In 1995 I had a technical idea underlying a product, and tried to do it at my
current company. It was an uphill slog due to lots of resistance, and it just
wasn't happening. Java 1.0 had just come out. My company was thinking about
client-side Java (which is how Java was initially positioned). My idea made
more sense server-side and I liked Java. I decided that my idea was
potentially useful and decided to do it on my own. I gave myself eight months
to build something and then figure out what to do with it. I had no idea how
to sell it, market it, did zero market research. I have a very understanding
wife.

Eight months later, prototype is done and working great, and I had been trying
to find interested parties. A tech giant in Redmond was "interested", but only
because they were hiring people in my area of expertise. They were going to
buy the software to hire me. It was basically a signing bonus. But I visited
and _could not stand_ the place.

A friend of a friend put me in touch with a VC who put me in touch with a
local startup who bought my software for a decent amount of equity. The
startup went on to a good exit and I lived happily ever after.

Obviously, I was _extremely_ lucky. The idea I just had to work on happened to
actually have some value. But I just as easily could have been fooling myself.
Things are very different now, due to open source, and I think that the path I
took wouldn't work any longer. Certainly not for the technology I worked on,
(there are now many open source products available), but obviously lots of
software that used to be proprietary now isn't.

As for what you should do: Do you have a technical idea, requiring innovative
software? (I'm assuming you are a software engineer.) Or do you have a
business idea that requires only well-understood technology? If it's the
latter, and if you are primarily a techie, the risk of fooling yourself is
much higher.

No matter what you do, be very careful about IP issues with your current
employer. They can lay claim to anything you do while you are employed.
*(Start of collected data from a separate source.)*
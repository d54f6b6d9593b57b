//! Boolean specification combinators
//!
//! A [`Specification`] is a predicate over a candidate value. Leaves are
//! closures ([`from_fn`]); [`And`], [`Or`] and [`Not`] compose them;
//! [`Project`] and [`AnyOf`] evaluate a specification against a property of
//! the candidate (a single optional value, or each element of a slice).
//!
//! Specifications are plain values, so a rule list can be built, stored, and
//! evaluated in order without a chain of conditionals.
//!
//! # Example
//!
//! ```
//! use schemasync_core::specification::{from_fn, Specification, SpecificationExt};
//!
//! let even = from_fn(|n: &i32| n % 2 == 0);
//! let positive = from_fn(|n: &i32| *n > 0);
//! let spec = even.and(positive);
//!
//! assert!(spec.is_satisfied_by(&4));
//! assert!(!spec.is_satisfied_by(&-4));
//! ```

use std::marker::PhantomData;

/// A predicate over candidates of type `T`
pub trait Specification<T: ?Sized> {
    fn is_satisfied_by(&self, candidate: &T) -> bool;
}

/// Type-erased, shareable specification
pub type BoxedSpecification<T> = Box<dyn Specification<T> + Send + Sync>;

impl<T: ?Sized> Specification<T> for Box<dyn Specification<T> + Send + Sync> {
    fn is_satisfied_by(&self, candidate: &T) -> bool {
        (**self).is_satisfied_by(candidate)
    }
}

/// Leaf specification backed by a closure
#[derive(Clone, Copy)]
pub struct FnSpec<F>(F);

impl<T: ?Sized, F> Specification<T> for FnSpec<F>
where
    F: Fn(&T) -> bool,
{
    fn is_satisfied_by(&self, candidate: &T) -> bool {
        (self.0)(candidate)
    }
}

/// Build a leaf specification from a closure
pub fn from_fn<T: ?Sized, F>(predicate: F) -> FnSpec<F>
where
    F: Fn(&T) -> bool,
{
    FnSpec(predicate)
}

/// Satisfied when both sides are (right side short-circuits)
#[derive(Clone, Copy)]
pub struct And<A, B> {
    left: A,
    right: B,
}

impl<T: ?Sized, A, B> Specification<T> for And<A, B>
where
    A: Specification<T>,
    B: Specification<T>,
{
    fn is_satisfied_by(&self, candidate: &T) -> bool {
        self.left.is_satisfied_by(candidate) && self.right.is_satisfied_by(candidate)
    }
}

/// Satisfied when either side is (right side short-circuits)
#[derive(Clone, Copy)]
pub struct Or<A, B> {
    left: A,
    right: B,
}

impl<T: ?Sized, A, B> Specification<T> for Or<A, B>
where
    A: Specification<T>,
    B: Specification<T>,
{
    fn is_satisfied_by(&self, candidate: &T) -> bool {
        self.left.is_satisfied_by(candidate) || self.right.is_satisfied_by(candidate)
    }
}

/// Satisfied when the inner specification is not
#[derive(Clone, Copy)]
pub struct Not<A> {
    inner: A,
}

impl<T: ?Sized, A> Specification<T> for Not<A>
where
    A: Specification<T>,
{
    fn is_satisfied_by(&self, candidate: &T) -> bool {
        !self.inner.is_satisfied_by(candidate)
    }
}

/// Evaluate `inner` against a projected property; unsatisfied when the property is absent
pub struct Project<F, S, U: ?Sized> {
    projection: F,
    inner: S,
    _marker: PhantomData<fn(&U)>,
}

impl<T: ?Sized, U: ?Sized, F, S> Specification<T> for Project<F, S, U>
where
    F: Fn(&T) -> Option<&U>,
    S: Specification<U>,
{
    fn is_satisfied_by(&self, candidate: &T) -> bool {
        (self.projection)(candidate)
            .map(|value| self.inner.is_satisfied_by(value))
            .unwrap_or(false)
    }
}

/// Project `candidate` onto an optional property and test `inner` on it
pub fn project<T: ?Sized, U: ?Sized, F, S>(projection: F, inner: S) -> Project<F, S, U>
where
    F: Fn(&T) -> Option<&U>,
    S: Specification<U>,
{
    Project {
        projection,
        inner,
        _marker: PhantomData,
    }
}

/// Satisfied when any element of a projected slice satisfies `inner`
pub struct AnyOf<F, S, U> {
    projection: F,
    inner: S,
    _marker: PhantomData<fn(&U)>,
}

impl<T: ?Sized, U, F, S> Specification<T> for AnyOf<F, S, U>
where
    F: Fn(&T) -> &[U],
    S: Specification<U>,
{
    fn is_satisfied_by(&self, candidate: &T) -> bool {
        (self.projection)(candidate)
            .iter()
            .any(|item| self.inner.is_satisfied_by(item))
    }
}

/// Project `candidate` onto a slice and test `inner` on each element
pub fn any_of<T: ?Sized, U, F, S>(projection: F, inner: S) -> AnyOf<F, S, U>
where
    F: Fn(&T) -> &[U],
    S: Specification<U>,
{
    AnyOf {
        projection,
        inner,
        _marker: PhantomData,
    }
}

/// Combinator methods available on every specification
pub trait SpecificationExt<T: ?Sized>: Specification<T> + Sized {
    fn and<S: Specification<T>>(self, other: S) -> And<Self, S> {
        And {
            left: self,
            right: other,
        }
    }

    fn or<S: Specification<T>>(self, other: S) -> Or<Self, S> {
        Or {
            left: self,
            right: other,
        }
    }

    fn not(self) -> Not<Self> {
        Not { inner: self }
    }

    fn boxed(self) -> BoxedSpecification<T>
    where
        Self: Send + Sync + 'static,
    {
        Box::new(self)
    }
}

impl<T: ?Sized, S: Specification<T>> SpecificationExt<T> for S {}

#[cfg(test)]
mod tests {
    use super::*;

    struct Batch {
        label: String,
        items: Vec<i32>,
        parent: Option<Box<Batch>>,
    }

    fn batch(label: &str, items: Vec<i32>) -> Batch {
        Batch {
            label: label.to_string(),
            items,
            parent: None,
        }
    }

    #[test]
    fn test_and_or_not() {
        let even = from_fn(|n: &i32| n % 2 == 0);
        let big = from_fn(|n: &i32| *n > 10);

        assert!(even.and(big).is_satisfied_by(&12));
        assert!(!even.and(big).is_satisfied_by(&8));
        assert!(even.or(big).is_satisfied_by(&8));
        assert!(even.or(big).is_satisfied_by(&11));
        assert!(!even.or(big).is_satisfied_by(&7));
        assert!(even.not().is_satisfied_by(&7));
    }

    #[test]
    fn test_any_of_projects_onto_elements() {
        let has_negative = any_of(|b: &Batch| b.items.as_slice(), from_fn(|n: &i32| *n < 0));
        assert!(has_negative.is_satisfied_by(&batch("a", vec![1, -2, 3])));
        assert!(!has_negative.is_satisfied_by(&batch("b", vec![1, 2])));
        assert!(!has_negative.is_satisfied_by(&batch("c", vec![])));
    }

    #[test]
    fn test_project_unsatisfied_when_absent() {
        let parent_is_root = project(
            |b: &Batch| b.parent.as_deref(),
            from_fn(|p: &Batch| p.label == "root"),
        );
        let mut child = batch("child", vec![]);
        assert!(!parent_is_root.is_satisfied_by(&child));
        child.parent = Some(Box::new(batch("root", vec![])));
        assert!(parent_is_root.is_satisfied_by(&child));
    }

    #[test]
    fn test_boxed_specifications_compose() {
        let small: BoxedSpecification<i32> = from_fn(|n: &i32| *n < 5).boxed();
        let odd: BoxedSpecification<i32> = from_fn(|n: &i32| n % 2 == 1).boxed();
        let spec = small.and(odd).boxed();
        assert!(spec.is_satisfied_by(&3));
        assert!(!spec.is_satisfied_by(&4));
        assert!(!spec.is_satisfied_by(&7));
    }
}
Review
your employee agreement and think about whether your idea overlaps anything
your company cares about. I suggest talking to a lawyer with some experience
in IP and employee agreements if you decide to pursue your idea while
employed. (As I was about to sell my software to the startup, my old employer
accused me of stealing trade secrets, which nearly killed the deal. They had
no basis for the charge -- they were on a fishing expedition. But it made my
life miserable for several weeks.)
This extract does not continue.